"Eric Kolve" <[EMAIL PROTECTED]> writes:

> I noticed that if you submit an HTML::Form that it doesn't set the
> content-type for empty fileinputs to application/octet-stream.  I am not
> sure if this is legal or not.

The reported content type is determined by looking at the file name
extension and if not recongnized by what perl's -T builtin thinks.  On
my system -T regards empty files as text, so empty files are reported
as text/plain.

This program:

 use HTML::Form;
 my $f = HTML::Form->parse(<<EOT, "http://www.example.com";);
 <form method="POST" enctype="multipart/form-data">
   <input name=f value="/dev/null" type="file">
 </form>
 EOT
 print $f->click->as_string;

will for instance print:

 POST http://www.example.com
 Content-Length: 114
 Content-Type: multipart/form-data; boundary=xYzZY

 --xYzZY
 Content-Disposition: form-data; name="f"; filename="/dev/null"
 Content-Type: text/plain


 --xYzZY--

Your message seems to indicate that you get no Content-Type at all.
Please provide some example code that demonstrates how you use the
module.

>                                  I compared dumps of firefox vs.

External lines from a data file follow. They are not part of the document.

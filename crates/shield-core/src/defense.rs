//! The `DefenseClient` trait, its wire types, and the error taxonomy.
//!
//! The actual divergence analysis (dual-model comparison, intent-graph
//! updates, sanitisation) lives in an external service. The core only sees
//! one opaque remote procedure: `analyze(request) -> response`. Concrete
//! transports (`shield-defense`) implement this trait; tests stub it.

use std::future::Future;
use std::time::Duration;

use serde::{Deserialize, Serialize};
use thiserror::Error;

use crate::{
  policy::Policy,
  session::{DefenseMode, IntentGraph, ModelType},
  turn::{DefenseAction, DivergenceLog, RiskLevel, ScoreVector},
};

// ─── Wire types ──────────────────────────────────────────────────────────────

/// Payload for `POST {endpoint}/analyze`.
#[derive(Debug, Clone, Serialize)]
#[serde(rename_all = "camelCase")]
pub struct AnalyzeRequest {
  pub user_text:    String,
  pub intent_graph: IntentGraph,
  pub defense_mode: DefenseMode,
  pub policy:       Policy,
  pub model_type:   ModelType,
}

impl AnalyzeRequest {
  /// The same request retargeted at the no-op simulated backend.
  pub fn with_simulated_backend(&self) -> Self {
    Self { model_type: ModelType::Simulated, ..self.clone() }
  }
}

/// The analysis verdict for one turn.
#[derive(Debug, Clone, Serialize, Deserialize)]
#[serde(rename_all = "camelCase")]
pub struct AnalyzeResponse {
  /// Full replacement for the session's intent graph.
  pub updated_graph:  IntentGraph,
  pub scores:         ScoreVector,
  pub risk_level:     RiskLevel,
  pub action:         DefenseAction,
  #[serde(default)]
  pub primary_output: String,
  #[serde(default)]
  pub shadow_output:  String,
  #[serde(default)]
  pub sanitized_text: Option<String>,
  #[serde(default)]
  pub divergence_log: Option<DivergenceLog>,
}

// ─── Error taxonomy ──────────────────────────────────────────────────────────

/// Sub-classification of an upstream HTTP error, derived from its detail
/// message. Drives the turn processor's fallback policy: only credential and
/// quota errors earn a retry against the simulated backend.
#[derive(Debug, Clone, Copy, PartialEq, Eq)]
pub enum UpstreamKind {
  /// Invalid or expired API credential for a paid model backend.
  Credential,
  /// Plan or rate quota exceeded on a paid model backend.
  Quota,
  Other,
}

/// Failures surfaced by a [`DefenseClient`] implementation.
#[derive(Debug, Error)]
pub enum DefenseError {
  /// Connection refused, DNS failure, or a timeout establishing the
  /// connection. The service is not answering at all.
  #[error("defense service unreachable: {0}")]
  ServiceUnreachable(String),

  /// Connected, but no response arrived within the body timeout.
  #[error("defense service timed out after {0:?}")]
  UpstreamTimeout(Duration),

  /// The service answered with a non-success status.
  #[error("defense service error (status {status}): {detail}")]
  Upstream { status: u16, detail: String },

  #[error("unexpected defense client failure: {0}")]
  Unknown(String),
}

impl DefenseError {
  /// Classify an [`DefenseError::Upstream`] detail message. Non-upstream
  /// errors return `None`.
  pub fn upstream_kind(&self) -> Option<UpstreamKind> {
    let DefenseError::Upstream { detail, .. } = self else {
      return None;
    };
    let detail = detail.to_lowercase();
    if detail.contains("invalid_api_key")
      || detail.contains("incorrect api key")
      || detail.contains("401")
    {
      Some(UpstreamKind::Credential)
    } else if detail.contains("insufficient_quota")
      || detail.contains("quota")
      || detail.contains("429")
    {
      Some(UpstreamKind::Quota)
    } else {
      Some(UpstreamKind::Other)
    }
  }

  /// Whether the turn processor should retry once against the simulated
  /// backend before surfacing this error.
  pub fn warrants_simulated_fallback(&self) -> bool {
    matches!(
      self.upstream_kind(),
      Some(UpstreamKind::Credential | UpstreamKind::Quota)
    )
  }

  /// A user-facing hint telling the operator how to get unstuck.
  pub fn remediation_hint(&self) -> String {
    match (self, self.upstream_kind()) {
      (DefenseError::ServiceUnreachable(_), _) => {
        "Defense service unreachable. Start it (see defense_url in the \
         config), or create a session with the simulated model backend."
          .to_string()
      }
      (DefenseError::UpstreamTimeout(_), _) => {
        "Defense service or its model backend is slow or down. Check the \
         backend, or create a session with the simulated model backend."
          .to_string()
      }
      (_, Some(UpstreamKind::Credential)) => {
        "Set a valid API key for the primary model backend, or create a \
         session with the simulated model backend."
          .to_string()
      }
      (_, Some(UpstreamKind::Quota)) => {
        "Check your model provider plan and billing, or create a session \
         with the simulated model backend."
          .to_string()
      }
      (DefenseError::Upstream { detail, .. }, _) => detail.clone(),
      (DefenseError::Unknown(detail), _) => {
        format!("Unexpected error during turn analysis: {detail}")
      }
    }
  }
}

// ─── Trait ───────────────────────────────────────────────────────────────────

/// Abstraction over the external analysis service.
///
/// Implementations perform exactly one outbound call per invocation; retry
/// policy is owned by the caller. The returned futures are `Send` so the
/// trait can be used from multi-threaded async runtimes.
pub trait DefenseClient: Send + Sync {
  fn analyze(
    &self,
    request: &AnalyzeRequest,
  ) -> impl Future<Output = Result<AnalyzeResponse, DefenseError>> + Send;
}

#[cfg(test)]
mod tests {
  use super::*;

  fn upstream(detail: &str) -> DefenseError {
    DefenseError::Upstream { status: 500, detail: detail.to_string() }
  }

  #[test]
  fn credential_patterns_classify() {
    for detail in [
      "Defense service error: invalid_api_key",
      "Incorrect API key provided",
      "openai returned 401 unauthorized",
    ] {
      assert_eq!(
        upstream(detail).upstream_kind(),
        Some(UpstreamKind::Credential),
        "{detail}"
      );
    }
  }

  #[test]
  fn quota_patterns_classify() {
    for detail in ["insufficient_quota", "You exceeded your quota", "got 429"] {
      assert_eq!(
        upstream(detail).upstream_kind(),
        Some(UpstreamKind::Quota),
        "{detail}"
      );
    }
  }

  #[test]
  fn other_upstream_errors_do_not_warrant_fallback() {
    let err = upstream("internal divergence analyzer crash");
    assert_eq!(err.upstream_kind(), Some(UpstreamKind::Other));
    assert!(!err.warrants_simulated_fallback());
  }

  #[test]
  fn transport_errors_do_not_warrant_fallback() {
    let unreachable = DefenseError::ServiceUnreachable("refused".into());
    assert_eq!(unreachable.upstream_kind(), None);
    assert!(!unreachable.warrants_simulated_fallback());

    let timeout = DefenseError::UpstreamTimeout(Duration::from_secs(180));
    assert!(!timeout.warrants_simulated_fallback());
  }

  #[test]
  fn credential_and_quota_hints_differ() {
    let credential = upstream("invalid_api_key").remediation_hint();
    let quota = upstream("insufficient_quota").remediation_hint();
    assert_ne!(credential, quota);
    assert!(credential.contains("API key"));
    assert!(quota.contains("billing"));
  }
}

LWP and it
> looks like firefox does set the content-type even if you don't have anything
> for the input stream.  I suppose since the content is empty you *SHOULDN'T*
> have to set a content-type, but I am curious to hear opinions on whether
> this should be changed.

If you find differences that make real world applications break with
LWP that works with Firefox then I would certainly like to fix LWP.